### Problem details
Report the count of lines in the records that contain "what", without any added text.

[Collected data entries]

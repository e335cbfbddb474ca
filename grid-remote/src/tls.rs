use std::fs;
use std::io;
use std::io::BufReader;
use std::path::Path;
use std::pin::Pin;
use std::sync::Arc;
use std::task::{Context, Poll};

use pkcs8::{EncryptedPrivateKeyInfo, SecretDocument};
use rustls::{Certificate, ClientConfig, PrivateKey, RootCertStore};
use rustls_pemfile::Item;
use tokio::io::{AsyncRead, AsyncWrite, ReadBuf};
use tokio::net::TcpStream;
use tokio_rustls::client::TlsStream;
use tracing::warn;

use grid_core::config::network::SslConfig;
use grid_core::error::ClientError;

const ENCRYPTED_KEY_LABEL: &str = "ENCRYPTED PRIVATE KEY";

pub enum MaybeTlsStream {
    Plain(TcpStream),
    Tls(Box<TlsStream<TcpStream>>),
}

impl MaybeTlsStream {
    pub fn is_tls(&self) -> bool {
        matches!(self, MaybeTlsStream::Tls(_))
    }
}

impl AsyncRead for MaybeTlsStream {
    fn poll_read(self: Pin<&mut Self>, cx: &mut Context<'_>, buf: &mut ReadBuf<'_>) -> Poll<io::Result<()>> {
        match self.get_mut() {
            MaybeTlsStream::Plain(s) => Pin::new(s).poll_read(cx, buf),
            MaybeTlsStream::Tls(s) => Pin::new(s.as_mut()).poll_read(cx, buf),
        }
    }
}

impl AsyncWrite for MaybeTlsStream {
    fn poll_write(self: Pin<&mut Self>, cx: &mut Context<'_>, buf: &[u8]) -> Poll<io::Result<usize>> {
        match self.get_mut() {
            MaybeTlsStream::Plain(s) => Pin::new(s).poll_write(cx, buf),
            MaybeTlsStream::Tls(s) => Pin::new(s.as_mut()).poll_write(cx, buf),
        }
    }

    fn poll_flush(self: Pin<&mut Self>, cx: &mut Context<'_>) -> Poll<io::Result<()>> {
        match self.get_mut() {
            MaybeTlsStream::Plain(s) => Pin::new(s).poll_flush(cx),
            MaybeTlsStream::Tls(s) => Pin::new(s.as_mut()).poll_flush(cx),
        }
    }

    fn poll_shutdown(self: Pin<&mut Self>, cx: &mut Context<'_>) -> Poll<io::Result<()>> {
        match self.get_mut() {
            MaybeTlsStream::Plain(s) => Pin::new(s).poll_shutdown(cx),
            MaybeTlsStream::Tls(s) => Pin::new(s.as_mut()).poll_shutdown(cx),
        }
    }
}

/// Builds the rustls client config for `ssl`, or `None` when ssl is disabled.
/// Every piece of configured material is loaded up front so a broken setup
/// fails before the first connection attempt.
pub fn client_config(ssl: &SslConfig) -> Result<Option<Arc<ClientConfig>>, ClientError> {
    if !ssl.enabled {
        if ssl.ca_path.is_some() || ssl.is_mutual() {
            warn!("ssl material is configured but ssl is disabled, connecting in plaintext");
        }
        return Ok(None);
    }
    let ca_path = ssl
        .ca_path
        .as_ref()
        .ok_or(ClientError::TlsConfig("ssl is enabled but no ca_path is configured".to_string()))?;
    let roots = load_roots(ca_path)?;
    let builder = ClientConfig::builder()
        .with_safe_defaults()
        .with_root_certificates(roots);
    let config = match (&ssl.cert_path, &ssl.key_path) {
        (Some(cert_path), Some(key_path)) => {
            let certs = load_certs(cert_path)?;
            let key = load_private_key(key_path, ssl.key_passphrase.as_deref())?;
            builder
                .with_client_auth_cert(certs, key)
                .map_err(|e| ClientError::TlsConfig(format!("invalid client certificate or key: {}", e)))?
        }
        (None, None) => builder.with_no_client_auth(),
        _ => {
            return Err(ClientError::TlsConfig(
                "cert_path and key_path must be configured together".to_string(),
            ));
        }
    };
    Ok(Some(Arc::new(config)))
}

fn read_file(path: &Path, what: &str) -> Result<Vec<u8>, ClientError> {
    fs::read(path).map_err(|e| ClientError::TlsConfig(format!("read {} {} error {}", what, path.display(), e)))
}

pub fn load_certs(path: &Path) -> Result<Vec<Certificate>, ClientError> {
    let pem = read_file(path, "certificate")?;
    let certs = rustls_pemfile::certs(&mut BufReader::new(pem.as_slice()))
        .map_err(|e| ClientError::TlsConfig(format!("parse certificate {} error {}", path.display(), e)))?;
    if certs.is_empty() {
        return Err(ClientError::TlsConfig(format!("no certificate found in {}", path.display())));
    }
    Ok(certs.into_iter().map(Certificate).collect())
}

pub fn load_roots(path: &Path) -> Result<RootCertStore, ClientError> {
    let mut roots = RootCertStore::empty();
    for cert in load_certs(path)? {
        roots
            .add(&cert)
            .map_err(|e| ClientError::TlsConfig(format!("invalid ca certificate in {}: {}", path.display(), e)))?;
    }
    Ok(roots)
}

pub fn load_private_key(path: &Path, passphrase: Option<&str>) -> Result<PrivateKey, ClientError> {
    let pem = read_file(path, "private key")?;
    let text = String::from_utf8_lossy(&pem);
    if text.contains(ENCRYPTED_KEY_LABEL) {
        let passphrase = passphrase.ok_or(ClientError::TlsConfig(format!(
            "private key {} is encrypted but no key_passphrase is configured",
            path.display()
        )))?;
        return decrypt_private_key(&text, passphrase)
            .map_err(|e| ClientError::TlsConfig(format!("decrypt private key {} error {}", path.display(), e)));
    }
    if passphrase.is_some() {
        warn!("key_passphrase is set but private key {} is not encrypted", path.display());
    }
    let items = rustls_pemfile::read_all(&mut BufReader::new(pem.as_slice()))
        .map_err(|e| ClientError::TlsConfig(format!("parse private key {} error {}", path.display(), e)))?;
    items
        .into_iter()
        .find_map(|item| match item {
            Item::PKCS8Key(key) | Item::RSAKey(key) | Item::ECKey(key) => Some(PrivateKey(key)),
            _ => None,
        })
        .ok_or(ClientError::TlsConfig(format!("no private key found in {}", path.display())))
}

fn decrypt_private_key(pem: &str, passphrase: &str) -> anyhow::Result<PrivateKey> {
    let (label, document) = SecretDocument::from_pem(pem).map_err(|e| anyhow::anyhow!("{}", e))?;
    if label != ENCRYPTED_KEY_LABEL {
        return Err(anyhow::anyhow!("unexpected pem label {}", label));
    }
    let info = EncryptedPrivateKeyInfo::try_from(document.as_bytes()).map_err(|e| anyhow::anyhow!("{}", e))?;
    let decrypted = info.decrypt(passphrase).map_err(|e| anyhow::anyhow!("{}", e))?;
    Ok(PrivateKey(decrypted.as_bytes().to_vec()))
}

#[cfg(test)]
mod tests {
    use std::path::PathBuf;

    use grid_core::config::network::SslConfig;
    use grid_core::error::ClientError;

    use crate::tls::{client_config, load_private_key};

    fn fixture(name: &str) -> PathBuf {
        PathBuf::from(env!("CARGO_MANIFEST_DIR")).join("fixtures").join(name)
    }

    fn mutual() -> SslConfig {
        SslConfig {
            enabled: true,
            ca_path: Some(fixture("cert.pem")),
            cert_path: Some(fixture("cert.pem")),
            key_path: Some(fixture("key.pem")),
            ..Default::default()
        }
    }

    #[test]
    fn test_disabled() -> anyhow::Result<()> {
        assert!(client_config(&SslConfig::default())?.is_none());
        Ok(())
    }

    #[test]
    fn test_enabled_without_ca_fails() {
        let ssl = SslConfig {
            enabled: true,
            ..Default::default()
        };
        assert!(matches!(client_config(&ssl), Err(ClientError::TlsConfig(_))));
    }

    #[test]
    fn test_missing_material_fails() {
        let ssl = SslConfig {
            key_path: Some(fixture("missing.pem")),
            ..mutual()
        };
        assert!(matches!(client_config(&ssl), Err(ClientError::TlsConfig(_))));
        let ssl = SslConfig {
            key_path: None,
            ..mutual()
        };
        assert!(matches!(client_config(&ssl), Err(ClientError::TlsConfig(_))));
    }

    #[test]
    fn test_mutual_config() -> anyhow::Result<()> {
        assert!(client_config(&mutual())?.is_some());
        Ok(())
    }

    #[test]
    fn test_encrypted_key() -> anyhow::Result<()> {
        let plain = load_private_key(&fixture("key.pem"), None)?;
        let decrypted = load_private_key(&fixture("key-encrypted.pem"), Some("changeit"))?;
        assert_eq!(plain, decrypted);
        assert!(load_private_key(&fixture("key-encrypted.pem"), Some("wrong")).is_err());
        assert!(matches!(
            load_private_key(&fixture("key-encrypted.pem"), None),
            Err(ClientError::TlsConfig(_))
        ));
        let ssl = SslConfig {
            key_path: Some(fixture("key-encrypted.pem")),
            key_passphrase: Some("changeit".to_string()),
            ..mutual()
        };
        assert!(client_config(&ssl)?.is_some());
        Ok(())
    }
}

### Your response
2